_Exercise instructions_
The full data, repeated exactly, is the only answer needed.

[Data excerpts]
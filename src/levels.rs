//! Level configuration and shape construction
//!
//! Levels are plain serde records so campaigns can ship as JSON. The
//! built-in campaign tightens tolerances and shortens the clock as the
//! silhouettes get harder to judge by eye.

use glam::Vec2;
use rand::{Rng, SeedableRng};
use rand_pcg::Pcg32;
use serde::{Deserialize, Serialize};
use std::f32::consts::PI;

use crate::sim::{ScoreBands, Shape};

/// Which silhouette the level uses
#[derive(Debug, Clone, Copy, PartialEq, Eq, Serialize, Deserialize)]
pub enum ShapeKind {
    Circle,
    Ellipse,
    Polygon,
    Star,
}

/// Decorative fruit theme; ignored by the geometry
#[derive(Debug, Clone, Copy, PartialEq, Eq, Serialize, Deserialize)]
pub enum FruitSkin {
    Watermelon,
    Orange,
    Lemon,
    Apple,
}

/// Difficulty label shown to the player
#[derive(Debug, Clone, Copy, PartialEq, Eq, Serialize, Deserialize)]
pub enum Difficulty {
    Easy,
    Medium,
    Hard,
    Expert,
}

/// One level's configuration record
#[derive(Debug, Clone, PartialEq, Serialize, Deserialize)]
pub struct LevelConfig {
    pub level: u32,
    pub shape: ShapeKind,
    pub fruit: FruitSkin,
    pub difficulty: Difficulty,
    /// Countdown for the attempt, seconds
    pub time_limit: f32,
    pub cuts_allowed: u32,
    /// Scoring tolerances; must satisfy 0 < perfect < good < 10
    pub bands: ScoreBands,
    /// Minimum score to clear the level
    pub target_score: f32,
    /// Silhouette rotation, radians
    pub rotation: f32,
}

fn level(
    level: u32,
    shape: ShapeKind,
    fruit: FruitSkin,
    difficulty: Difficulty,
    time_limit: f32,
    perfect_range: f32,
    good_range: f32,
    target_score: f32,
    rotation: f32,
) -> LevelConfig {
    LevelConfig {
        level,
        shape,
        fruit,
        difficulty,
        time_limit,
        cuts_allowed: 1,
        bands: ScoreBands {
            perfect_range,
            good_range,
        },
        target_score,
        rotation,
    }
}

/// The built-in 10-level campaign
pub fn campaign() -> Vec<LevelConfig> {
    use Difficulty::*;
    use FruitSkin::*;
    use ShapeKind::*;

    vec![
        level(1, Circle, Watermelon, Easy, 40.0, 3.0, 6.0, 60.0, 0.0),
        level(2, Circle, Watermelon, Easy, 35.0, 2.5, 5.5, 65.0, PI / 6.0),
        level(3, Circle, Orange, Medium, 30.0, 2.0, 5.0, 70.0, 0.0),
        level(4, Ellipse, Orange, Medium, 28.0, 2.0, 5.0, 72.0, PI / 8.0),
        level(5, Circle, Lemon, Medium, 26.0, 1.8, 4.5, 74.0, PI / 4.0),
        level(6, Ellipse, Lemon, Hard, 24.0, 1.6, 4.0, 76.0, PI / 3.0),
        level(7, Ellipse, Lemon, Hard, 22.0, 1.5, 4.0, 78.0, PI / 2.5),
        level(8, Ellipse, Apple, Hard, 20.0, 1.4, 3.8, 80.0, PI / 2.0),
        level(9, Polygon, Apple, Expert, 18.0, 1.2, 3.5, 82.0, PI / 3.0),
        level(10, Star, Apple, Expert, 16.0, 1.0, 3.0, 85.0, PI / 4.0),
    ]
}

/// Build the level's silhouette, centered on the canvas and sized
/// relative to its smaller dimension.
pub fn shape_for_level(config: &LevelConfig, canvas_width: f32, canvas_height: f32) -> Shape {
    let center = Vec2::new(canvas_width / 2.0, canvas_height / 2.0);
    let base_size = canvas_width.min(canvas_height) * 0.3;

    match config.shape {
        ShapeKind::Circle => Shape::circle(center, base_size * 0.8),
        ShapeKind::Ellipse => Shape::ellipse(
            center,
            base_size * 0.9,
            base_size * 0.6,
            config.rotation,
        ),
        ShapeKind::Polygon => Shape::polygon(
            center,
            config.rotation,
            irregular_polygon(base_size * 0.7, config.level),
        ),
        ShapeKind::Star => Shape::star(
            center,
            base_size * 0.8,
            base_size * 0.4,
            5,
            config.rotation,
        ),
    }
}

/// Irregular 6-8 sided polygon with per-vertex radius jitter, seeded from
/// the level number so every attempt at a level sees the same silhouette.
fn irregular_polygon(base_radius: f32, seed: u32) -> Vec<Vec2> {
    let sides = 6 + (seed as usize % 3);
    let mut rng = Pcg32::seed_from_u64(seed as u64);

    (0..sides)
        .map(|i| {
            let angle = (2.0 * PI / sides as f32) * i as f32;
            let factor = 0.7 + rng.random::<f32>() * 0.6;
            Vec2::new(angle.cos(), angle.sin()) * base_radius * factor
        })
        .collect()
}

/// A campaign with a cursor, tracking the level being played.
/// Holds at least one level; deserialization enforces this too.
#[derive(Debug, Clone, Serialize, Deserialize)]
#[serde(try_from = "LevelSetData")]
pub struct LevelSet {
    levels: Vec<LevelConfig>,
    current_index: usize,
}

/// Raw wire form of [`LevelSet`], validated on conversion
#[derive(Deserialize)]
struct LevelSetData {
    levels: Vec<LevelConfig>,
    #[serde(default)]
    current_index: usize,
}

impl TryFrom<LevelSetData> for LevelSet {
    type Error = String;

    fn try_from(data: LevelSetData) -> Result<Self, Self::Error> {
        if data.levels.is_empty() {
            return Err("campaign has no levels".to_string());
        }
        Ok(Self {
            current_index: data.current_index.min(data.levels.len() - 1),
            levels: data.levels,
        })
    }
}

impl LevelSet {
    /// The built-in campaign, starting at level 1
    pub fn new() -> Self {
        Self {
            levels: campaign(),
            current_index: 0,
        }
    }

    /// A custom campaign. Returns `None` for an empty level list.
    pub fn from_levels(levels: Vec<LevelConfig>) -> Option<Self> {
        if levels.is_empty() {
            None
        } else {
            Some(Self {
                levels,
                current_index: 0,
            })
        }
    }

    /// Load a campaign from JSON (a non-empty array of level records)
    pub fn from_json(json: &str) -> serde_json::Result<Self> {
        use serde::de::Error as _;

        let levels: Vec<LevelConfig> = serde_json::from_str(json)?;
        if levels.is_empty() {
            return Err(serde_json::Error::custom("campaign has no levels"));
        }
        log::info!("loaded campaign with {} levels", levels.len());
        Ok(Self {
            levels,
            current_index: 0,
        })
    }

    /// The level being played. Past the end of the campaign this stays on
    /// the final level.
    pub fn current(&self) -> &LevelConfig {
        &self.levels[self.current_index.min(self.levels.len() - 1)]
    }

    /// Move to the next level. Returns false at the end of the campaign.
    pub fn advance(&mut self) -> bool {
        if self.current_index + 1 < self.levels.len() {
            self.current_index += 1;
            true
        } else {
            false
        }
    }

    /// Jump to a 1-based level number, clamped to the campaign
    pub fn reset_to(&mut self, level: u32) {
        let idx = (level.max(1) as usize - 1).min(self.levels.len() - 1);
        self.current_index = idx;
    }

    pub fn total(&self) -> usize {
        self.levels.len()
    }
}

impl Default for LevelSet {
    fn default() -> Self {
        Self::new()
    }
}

_Result of the exercise_
filename src/levels.rs
//! Level configuration and shape construction
//!
//! Levels are plain serde records so campaigns can ship as JSON. The
//! built-in campaign tightens tolerances and shortens the clock as the
//! silhouettes get harder to judge by eye.

use glam::Vec2;
use rand::{Rng, SeedableRng};
use rand_pcg::Pcg32;
use serde::{Deserialize, Serialize};
use std::f32::consts::PI;

use crate::sim::{ScoreBands, Shape};

/// Which silhouette the level uses
#[derive(Debug, Clone, Copy, PartialEq, Eq, Serialize, Deserialize)]
pub enum ShapeKind {
    Circle,
    Ellipse,
    Polygon,
    Star,
}

/// Decorative fruit theme; ignored by the geometry
#[derive(Debug, Clone, Copy, PartialEq, Eq, Serialize, Deserialize)]
pub enum FruitSkin {
    Watermelon,
    Orange,
    Lemon,
    Apple,
}

/// Difficulty label shown to the player
#[derive(Debug, Clone, Copy, PartialEq, Eq, Serialize, Deserialize)]
pub enum Difficulty {
    Easy,
    Medium,
    Hard,
    Expert,
}

/// One level's configuration record
#[derive(Debug, Clone, PartialEq, Serialize, Deserialize)]
pub struct LevelConfig {
    pub level: u32,
    pub shape: ShapeKind,
    pub fruit: FruitSkin,
    pub difficulty: Difficulty,
    /// Countdown for the attempt, seconds
    pub time_limit: f32,
    pub cuts_allowed: u32,
    /// Scoring tolerances; must satisfy 0 < perfect < good < 10
    pub bands: ScoreBands,
    /// Minimum score to clear the level
    pub target_score: f32,
    /// Silhouette rotation, radians
    pub rotation: f32,
}

fn level(
    level: u32,
    shape: ShapeKind,
    fruit: FruitSkin,
    difficulty: Difficulty,
    time_limit: f32,
    perfect_range: f32,
    good_range: f32,
    target_score: f32,
    rotation: f32,
) -> LevelConfig {
    LevelConfig {
        level,
        shape,
        fruit,
        difficulty,
        time_limit,
        cuts_allowed: 1,
        bands: ScoreBands {
            perfect_range,
            good_range,
        },
        target_score,
        rotation,
    }
}

/// The built-in 10-level campaign
pub fn campaign() -> Vec<LevelConfig> {
    use Difficulty::*;
    use FruitSkin::*;
    use ShapeKind::*;

    vec![
        level(1, Circle, Watermelon, Easy, 40.0, 3.0, 6.0, 60.0, 0.0),
        level(2, Circle, Watermelon, Easy, 35.0, 2.5, 5.5, 65.0, PI / 6.0),
        level(3, Circle, Orange, Medium, 30.0, 2.0, 5.0, 70.0, 0.0),
        level(4, Ellipse, Orange, Medium, 28.0, 2.0, 5.0, 72.0, PI / 8.0),
        level(5, Circle, Lemon, Medium, 26.0, 1.8, 4.5, 74.0, PI / 4.0),
        level(6, Ellipse, Lemon, Hard, 24.0, 1.6, 4.0, 76.0, PI / 3.0),
        level(7, Ellipse, Lemon, Hard, 22.0, 1.5, 4.0, 78.0, PI / 2.5),
        level(8, Ellipse, Apple, Hard, 20.0, 1.4, 3.8, 80.0, PI / 2.0),
        level(9, Polygon, Apple, Expert, 18.0, 1.2, 3.5, 82.0, PI / 3.0),
        level(10, Star, Apple, Expert, 16.0, 1.0, 3.0, 85.0, PI / 4.0),
    ]
}

/// Build the level's silhouette, centered on the canvas and sized
/// relative to its smaller dimension.
pub fn shape_for_level(config: &LevelConfig, canvas_width: f32, canvas_height: f32) -> Shape {
    let center = Vec2::new(canvas_width / 2.0, canvas_height / 2.0);
    let base_size = canvas_width.min(canvas_height) * 0.3;

    match config.shape {
        ShapeKind::Circle => Shape::circle(center, base_size * 0.8),
        ShapeKind::Ellipse => Shape::ellipse(
            center,
            base_size * 0.9,
            base_size * 0.6,
            config.rotation,
        ),
        ShapeKind::Polygon => Shape::polygon(
            center,
            config.rotation,
            irregular_polygon(base_size * 0.7, config.level),
        ),
        ShapeKind::Star => Shape::star(
            center,
            base_size * 0.8,
            base_size * 0.4,
            5,
            config.rotation,
        ),
    }
}

/// Irregular 6-8 sided polygon with per-vertex radius jitter, seeded from
/// the level number so every attempt at a level sees the same silhouette.
fn irregular_polygon(base_radius: f32, seed: u32) -> Vec<Vec2> {
    let sides = 6 + (seed as usize % 3);
    let mut rng = Pcg32::seed_from_u64(seed as u64);

    (0..sides)
        .map(|i| {
            let angle = (2.0 * PI / sides as f32) * i as f32;
            let factor = 0.7 + rng.random::<f32>() * 0.6;
            Vec2::new(angle.cos(), angle.sin()) * base_radius * factor
        })
        .collect()
}

/// A campaign with a cursor, tracking the level being played.
/// Holds at least one level; deserialization enforces this too.
#[derive(Debug, Clone, Serialize, Deserialize)]
#[serde(try_from = "LevelSetData")]
pub struct LevelSet {
    levels: Vec<LevelConfig>,
    current_index: usize,
}

/// Raw wire form of [`LevelSet`], validated on conversion
#[derive(Deserialize)]
struct LevelSetData {
    levels: Vec<LevelConfig>,
    #[serde(default)]
    current_index: usize,
}

impl TryFrom<LevelSetData> for LevelSet {
    type Error = String;

    fn try_from(data: LevelSetData) -> Result<Self, Self::Error> {
        if data.levels.is_empty() {
            return Err("campaign has no levels".to_string());
        }
        Ok(Self {
            current_index: data.current_index.min(data.levels.len() - 1),
            levels: data.levels,
        })
    }
}

impl LevelSet {
    /// The built-in campaign, starting at level 1
    pub fn new() -> Self {
        Self {
            levels: campaign(),
            current_index: 0,
        }
    }

    /// A custom campaign. Returns `None` for an empty level list.
    pub fn from_levels(levels: Vec<LevelConfig>) -> Option<Self> {
        if levels.is_empty() {
            None
        } else {
            Some(Self {
                levels,
                current_index: 0,
            })
        }
    }

    /// Load a campaign from JSON (a non-empty array of level records)
    pub fn from_json(json: &str) -> serde_json::Result<Self> {
        use serde::de::Error as _;

        let levels: Vec<LevelConfig> = serde_json::from_str(json)?;
        if levels.is_empty() {
            return Err(serde_json::Error::custom("campaign has no levels"));
        }
        log::info!("loaded campaign with {} levels", levels.len());
        Ok(Self {
            levels,
            current_index: 0,
        })
    }

    /// The level being played. Past the end of the campaign this stays on
    /// the final level.
    pub fn current(&self) -> &LevelConfig {
        &self.levels[self.current_index.min(self.levels.len() - 1)]
    }

    /// Move to the next level. Returns false at the end of the campaign.
    pub fn advance(&mut self) -> bool {
        if self.current_index + 1 < self.levels.len() {
            self.current_index += 1;
            true
        } else {
            false
        }
    }

    /// Jump to a 1-based level number, clamped to the campaign
    pub fn reset_to(&mut self, level: u32) {
        let idx = (level.max(1) as usize - 1).min(self.levels.len() - 1);
        self.current_index = idx;
    }

    pub fn total(&self) -> usize {
        self.levels.len()
    }
}

impl Default for LevelSet {
    fn default() -> Self {
        Self::new()
    }
}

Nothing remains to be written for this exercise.